[Extracted data entries]
//! SVG rendering of composed scenes.
//!
//! Maps the unit square onto a `width × height` pixel canvas with y pointing
//! down, resolves color tags through a [`Palette`], and scales point sizes
//! from the 504 pt reference height.
//!
//! # Example
//!
//! ```
//! use vslayout::{CompositionInput, GeometryProfile, compose};
//! use vslayout::svg::{SvgOptions, render_scene_svg};
//!
//! let input = CompositionInput::new("A", "B").row("Age", "23", "7");
//! let scene = compose(&input, &GeometryProfile::default().with_row_count(1)).unwrap();
//!
//! let svg = render_scene_svg(&scene, &SvgOptions::default());
//! assert!(svg.starts_with("<svg"));
//! ```

#[cfg(not(feature = "std"))]
use alloc::format;
#[cfg(not(feature = "std"))]
use alloc::string::String;
#[cfg(not(feature = "std"))]
use alloc::vec::Vec;

use crate::geometry::Region;
use crate::palette::{Palette, Rgba};
use crate::scene::{
    ColorTag, DividerLine, DividerRole, FramedBox, HAlign, ImageSlot, LayoutNode, RenderStyle,
    Scene, Side, TextAnchor, TextRole, VAlign,
};

/// Canvas height, in points, that scene font sizes and thicknesses refer to.
pub const REFERENCE_HEIGHT_PT: f64 = 504.0;

/// Output size and colors.
#[derive(Clone, Debug, PartialEq)]
pub struct SvgOptions {
    /// Canvas width in pixels.
    pub width: u32,
    /// Canvas height in pixels.
    pub height: u32,
    /// Colors for every tag.
    pub palette: Palette,
}

impl Default for SvgOptions {
    fn default() -> Self {
        Self {
            width: 1000,
            height: 700,
            palette: Palette::default(),
        }
    }
}

impl SvgOptions {
    /// Default palette at the given size.
    pub fn with_size(width: u32, height: u32) -> Self {
        Self {
            width,
            height,
            ..Self::default()
        }
    }
}

/// Unit-square to pixel mapping.
struct Canvas {
    w: f64,
    h: f64,
}

impl Canvas {
    fn x(&self, x: f64) -> f64 {
        x * self.w
    }

    fn y(&self, y: f64) -> f64 {
        (1.0 - y) * self.h
    }

    /// Points at the reference height to pixels.
    fn pt(&self, pt: f32) -> f64 {
        f64::from(pt) * self.h / REFERENCE_HEIGHT_PT
    }

    /// `(x, y, width, height)` with `y` at the top edge.
    fn rect(&self, r: &Region) -> (f64, f64, f64, f64) {
        (
            self.x(r.x),
            self.y(r.top()),
            r.width * self.w,
            r.height * self.h,
        )
    }
}

/// Render a complete SVG document for `scene`.
pub fn render_scene_svg(scene: &Scene, options: &SvgOptions) -> String {
    let width = options.width.max(1);
    let height = options.height.max(1);
    let canvas = Canvas {
        w: f64::from(width),
        h: f64::from(height),
    };
    let palette = &options.palette;

    let mut svg = String::with_capacity(4096);
    svg.push_str(&format!(
        r#"<svg xmlns="http://www.w3.org/2000/svg" width="{width}" height="{height}" viewBox="0 0 {width} {height}">"#
    ));
    svg.push('\n');
    push_style(&mut svg, palette);

    svg.push_str(&format!(
        r#"<rect x="0" y="0" width="{width}" height="{height}" class="background"/>"#
    ));
    svg.push('\n');

    for node in scene.iter().filter(|n| n.z_order() < 2) {
        push_node(&mut svg, &canvas, node);
    }
    if scene.style() == RenderStyle::Table {
        push_table_cells(&mut svg, &canvas, scene);
    }
    for node in scene.iter().filter(|n| n.z_order() >= 2) {
        push_node(&mut svg, &canvas, node);
    }

    svg.push_str("</svg>\n");
    svg
}

fn push_style(svg: &mut String, palette: &Palette) {
    svg.push_str("<style>\n");
    svg.push_str(r#"  text { font-family: "DejaVu Sans", "Helvetica", "Arial", sans-serif; }"#);
    svg.push('\n');
    svg.push_str(&format!(
        "  .background {{ {} }}\n",
        paint("fill", palette.background)
    ));
    svg.push_str(&format!(
        "  .frame {{ {} {} stroke-width: 1.5; }}\n",
        paint("fill", palette.box_fill),
        paint("stroke", palette.get(ColorTag::Frame))
    ));
    svg.push_str(&format!(
        "  .cell {{ fill: none; {} stroke-width: 1; }}\n",
        paint("stroke", palette.get(ColorTag::DividerLight))
    ));
    for tag in ColorTag::ALL {
        let color = palette.get(tag);
        svg.push_str(&format!(
            "  text.{tag} {{ {} }}\n  line.{tag} {{ {} }}\n",
            paint("fill", color),
            paint("stroke", color)
        ));
    }
    svg.push_str("</style>\n");
}

/// CSS declarations for one paint property, with opacity only when needed.
fn paint(property: &str, color: Rgba) -> String {
    if color.a == 255 {
        format!("{property}: {};", color.to_hex())
    } else {
        format!(
            "{property}: {}; {property}-opacity: {:.3};",
            color.to_hex(),
            color.opacity()
        )
    }
}

fn push_node(svg: &mut String, canvas: &Canvas, node: &LayoutNode) {
    match node {
        LayoutNode::FramedBox(b) => push_frame(svg, canvas, b),
        LayoutNode::ImageSlot(s) => push_image(svg, canvas, s),
        LayoutNode::Text(t) => push_text(svg, canvas, t),
        LayoutNode::Divider(d) => push_divider(svg, canvas, d),
    }
}

fn push_frame(svg: &mut String, canvas: &Canvas, frame: &FramedBox) {
    let (x, y, w, h) = canvas.rect(&frame.region);
    let r = frame.corner_radius * canvas.w.min(canvas.h);
    svg.push_str(&format!(
        r#"<rect x="{x:.2}" y="{y:.2}" width="{w:.2}" height="{h:.2}" rx="{r:.2}" class="frame"/>"#
    ));
    svg.push('\n');
}

fn push_image(svg: &mut String, canvas: &Canvas, slot: &ImageSlot) {
    let (x, y, w, h) = canvas.rect(&slot.region);
    let side = match slot.side {
        Side::Left => "left",
        Side::Right => "right",
    };
    svg.push_str(&format!(
        r#"<image x="{x:.2}" y="{y:.2}" width="{w:.2}" height="{h:.2}" href="{}" preserveAspectRatio="xMidYMid meet" class="{side}"/>"#,
        escape_xml(slot.handle.as_str())
    ));
    svg.push('\n');
}

fn push_text(svg: &mut String, canvas: &Canvas, text: &TextAnchor) {
    let anchor = match text.h_align {
        HAlign::Left => "start",
        HAlign::Center => "middle",
        HAlign::Right => "end",
    };
    let baseline = match text.v_align {
        VAlign::Top => "hanging",
        VAlign::Center => "central",
        VAlign::Bottom => "text-after-edge",
    };
    svg.push_str(&format!(
        r#"<text x="{:.2}" y="{:.2}" font-size="{:.2}" font-weight="{}" text-anchor="{anchor}" dominant-baseline="{baseline}" class="{}">{}</text>"#,
        canvas.x(text.x),
        canvas.y(text.y),
        canvas.pt(text.font_size),
        text.weight.css_weight(),
        text.color,
        escape_xml(&text.content)
    ));
    svg.push('\n');
}

fn push_divider(svg: &mut String, canvas: &Canvas, line: &DividerLine) {
    let y = canvas.y(line.y);
    svg.push_str(&format!(
        r#"<line x1="{:.2}" y1="{y:.2}" x2="{:.2}" y2="{y:.2}" stroke-width="{:.2}" class="{}"/>"#,
        canvas.x(line.x1),
        canvas.x(line.x2),
        canvas.pt(line.thickness),
        line.color
    ));
    svg.push('\n');
}

/// Column edges for table cells: the header line's ends, plus the midpoints
/// between neighbouring anchor columns.
fn cell_edges(scene: &Scene, row: usize) -> Option<[f64; 4]> {
    let header = scene.divider(DividerRole::Header)?;
    let left = scene.text(TextRole::RowValue(row, Side::Left))?.x;
    let label = scene.text(TextRole::RowLabel(row))?.x;
    let right = scene.text(TextRole::RowValue(row, Side::Right))?.x;
    Some([
        header.x1,
        (left + label) / 2.0,
        (label + right) / 2.0,
        header.x2,
    ])
}

fn push_table_cells(svg: &mut String, canvas: &Canvas, scene: &Scene) {
    for (i, band) in scene.bands().iter().enumerate() {
        let Some(edges) = cell_edges(scene, i) else {
            continue;
        };
        let cells: Vec<Region> = edges
            .windows(2)
            .map(|e| Region::new(e[0], band.bottom, e[1] - e[0], band.height()))
            .collect();
        for cell in &cells {
            let (x, y, w, h) = canvas.rect(cell);
            svg.push_str(&format!(
                r#"<rect x="{x:.2}" y="{y:.2}" width="{w:.2}" height="{h:.2}" class="cell"/>"#
            ));
            svg.push('\n');
        }
    }
}

/// Escape special characters for XML text and attribute values.
fn escape_xml(s: &str) -> String {
    s.replace('&', "&amp;")
        .replace('<', "&lt;")
        .replace('>', "&gt;")
        .replace('"', "&quot;")
}
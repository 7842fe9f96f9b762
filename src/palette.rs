//! Concrete colors for the symbolic [`ColorTag`]s a scene uses.
//!
//! Colors parse from hex (`#RGB`, `#RGBA`, `#RRGGBB`, `#RRGGBBAA`, hash
//! optional) or a small set of CSS named colors.

use alloc::string::String;
use core::fmt::Write;

use crate::scene::ColorTag;

/// sRGB color with alpha, 8 bits per channel.
#[derive(Copy, Clone, Debug, PartialEq, Eq, Hash)]
pub struct Rgba {
    /// Red.
    pub r: u8,
    /// Green.
    pub g: u8,
    /// Blue.
    pub b: u8,
    /// Alpha, 255 = opaque.
    pub a: u8,
}

impl Rgba {
    /// Opaque color.
    pub const fn rgb(r: u8, g: u8, b: u8) -> Self {
        Self { r, g, b, a: 255 }
    }

    /// White, fully opaque.
    pub const WHITE: Self = Self::rgb(255, 255, 255);

    /// `#rrggbb`, ignoring alpha.
    pub fn to_hex(self) -> String {
        let mut s = String::with_capacity(7);
        // Writing to a String cannot fail.
        let _ = write!(s, "#{:02x}{:02x}{:02x}", self.r, self.g, self.b);
        s
    }

    /// Alpha as a fraction in `0.0..=1.0`.
    pub fn opacity(self) -> f32 {
        f32::from(self.a) / 255.0
    }
}

/// Colors for every tag plus the page background and box fill.
#[derive(Clone, Debug, PartialEq, Eq)]
pub struct Palette {
    /// Area outside the framed box.
    pub background: Rgba,
    /// Inside of the framed box.
    pub box_fill: Rgba,
    tags: [Rgba; ColorTag::ALL.len()],
}

impl Default for Palette {
    fn default() -> Self {
        let mut p = Self {
            background: Rgba::WHITE,
            box_fill: Rgba::WHITE,
            tags: [Rgba::rgb(0, 0, 0); ColorTag::ALL.len()],
        };
        p.set(ColorTag::Accent, Rgba::rgb(0xff, 0x44, 0x44));
        p.set(ColorTag::PrimaryText, Rgba::rgb(0x33, 0x33, 0x33));
        p.set(ColorTag::LabelText, Rgba::rgb(0x22, 0x22, 0x22));
        p.set(ColorTag::SecondaryText, Rgba::rgb(0x44, 0x44, 0x44));
        p.set(ColorTag::DividerLight, Rgba::rgb(0xe0, 0xe0, 0xe0));
        p.set(ColorTag::DividerStrong, Rgba::rgb(0xcc, 0xcc, 0xcc));
        p.set(ColorTag::Frame, Rgba::rgb(0x99, 0x99, 0x99));
        p
    }
}

impl Palette {
    /// Color assigned to `tag`.
    pub fn get(&self, tag: ColorTag) -> Rgba {
        self.tags[tag as usize]
    }

    /// Reassign `tag`.
    pub fn set(&mut self, tag: ColorTag, color: Rgba) {
        self.tags[tag as usize] = color;
    }

    /// Builder form of [`set`](Self::set).
    pub fn with(mut self, tag: ColorTag, color: Rgba) -> Self {
        self.set(tag, color);
        self
    }
}

/// Parse a color string (hex or named).
pub fn parse_color(s: &str) -> Option<Rgba> {
    let s = s.trim();
    if s.is_empty() {
        return None;
    }
    let hex = s.strip_prefix('#').unwrap_or(s);
    parse_hex(hex).or_else(|| lookup_named(s))
}

fn parse_hex(hex: &str) -> Option<Rgba> {
    if !hex.bytes().all(|b| b.is_ascii_hexdigit()) {
        return None;
    }
    let b = hex.as_bytes();
    match b.len() {
        3 => Some(Rgba::rgb(
            expand_nibble(b[0])?,
            expand_nibble(b[1])?,
            expand_nibble(b[2])?,
        )),
        4 => Some(Rgba {
            r: expand_nibble(b[0])?,
            g: expand_nibble(b[1])?,
            b: expand_nibble(b[2])?,
            a: expand_nibble(b[3])?,
        }),
        6 => Some(Rgba::rgb(
            parse_byte(&b[0..2])?,
            parse_byte(&b[2..4])?,
            parse_byte(&b[4..6])?,
        )),
        8 => Some(Rgba {
            r: parse_byte(&b[0..2])?,
            g: parse_byte(&b[2..4])?,
            b: parse_byte(&b[4..6])?,
            a: parse_byte(&b[6..8])?,
        }),
        _ => None,
    }
}

/// 'f' → 0xFF, 'a' → 0xAA.
fn expand_nibble(ch: u8) -> Option<u8> {
    let n = hex_val(ch)?;
    Some(n << 4 | n)
}

fn hex_val(ch: u8) -> Option<u8> {
    match ch {
        b'0'..=b'9' => Some(ch - b'0'),
        b'a'..=b'f' => Some(ch - b'a' + 10),
        b'A'..=b'F' => Some(ch - b'A' + 10),
        _ => None,
    }
}

fn parse_byte(pair: &[u8]) -> Option<u8> {
    Some(hex_val(pair[0])? << 4 | hex_val(pair[1])?)
}

fn lookup_named(name: &str) -> Option<Rgba> {
    let lower = name.to_ascii_lowercase();
    NAMED_COLORS
        .binary_search_by_key(&lower.as_str(), |&(n, _)| n)
        .ok()
        .map(|idx| {
            let [r, g, b, a] = NAMED_COLORS[idx].1;
            Rgba { r, g, b, a }
        })
}

/// Sorted for binary search.
const NAMED_COLORS: &[(&str, [u8; 4])] = &[
    ("black", [0, 0, 0, 255]),
    ("blue", [0, 0, 255, 255]),
    ("crimson", [220, 20, 60, 255]),
    ("darkgray", [169, 169, 169, 255]),
    ("darkgrey", [169, 169, 169, 255]),
    ("dimgray", [105, 105, 105, 255]),
    ("gainsboro", [220, 220, 220, 255]),
    ("gold", [255, 215, 0, 255]),
    ("gray", [128, 128, 128, 255]),
    ("green", [0, 128, 0, 255]),
    ("grey", [128, 128, 128, 255]),
    ("lightgray", [211, 211, 211, 255]),
    ("lightgrey", [211, 211, 211, 255]),
    ("navy", [0, 0, 128, 255]),
    ("orange", [255, 165, 0, 255]),
    ("orangered", [255, 69, 0, 255]),
    ("purple", [128, 0, 128, 255]),
    ("red", [255, 0, 0, 255]),
    ("silver", [192, 192, 192, 255]),
    ("tomato", [255, 99, 71, 255]),
    ("transparent", [0, 0, 0, 0]),
    ("white", [255, 255, 255, 255]),
    ("whitesmoke", [245, 245, 245, 255]),
    ("yellow", [255, 255, 0, 255]),
];
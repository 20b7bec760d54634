//! Common types for the marimo operator: CRDs, errors, and configuration

#![deny(missing_docs)]

pub mod config;
pub mod crd;
pub mod error;

pub use config::OperatorConfig;
pub use error::Error;

/// Field manager / reporting component name used for API writes
pub const FIELD_MANAGER: &str = "marimo-operator";

/// Label key for the application name
pub const LABEL_NAME: &str = "app.kubernetes.io/name";

/// Label key for the owning notebook instance
pub const LABEL_INSTANCE: &str = "app.kubernetes.io/instance";

/// Label key for the managing controller
pub const LABEL_MANAGED_BY: &str = "app.kubernetes.io/managed-by";

/// Value of [`LABEL_NAME`] on every managed object
pub const LABEL_NAME_MARIMO: &str = "marimo";

/// Value of [`LABEL_MANAGED_BY`] on every managed object
pub const LABEL_MANAGED_BY_OPERATOR: &str = "marimo-operator";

## EXERCISE GOAL
Lines holding the string "property" must be copied out of the entries above.

## ANSWER SECTION
/// CSS declarations for one paint property, with opacity only when needed.
fn paint(property: &str, color: Rgba) -> String {
        format!("{property}: {};", color.to_hex())
            "{property}: {}; {property}-opacity: {:.3};",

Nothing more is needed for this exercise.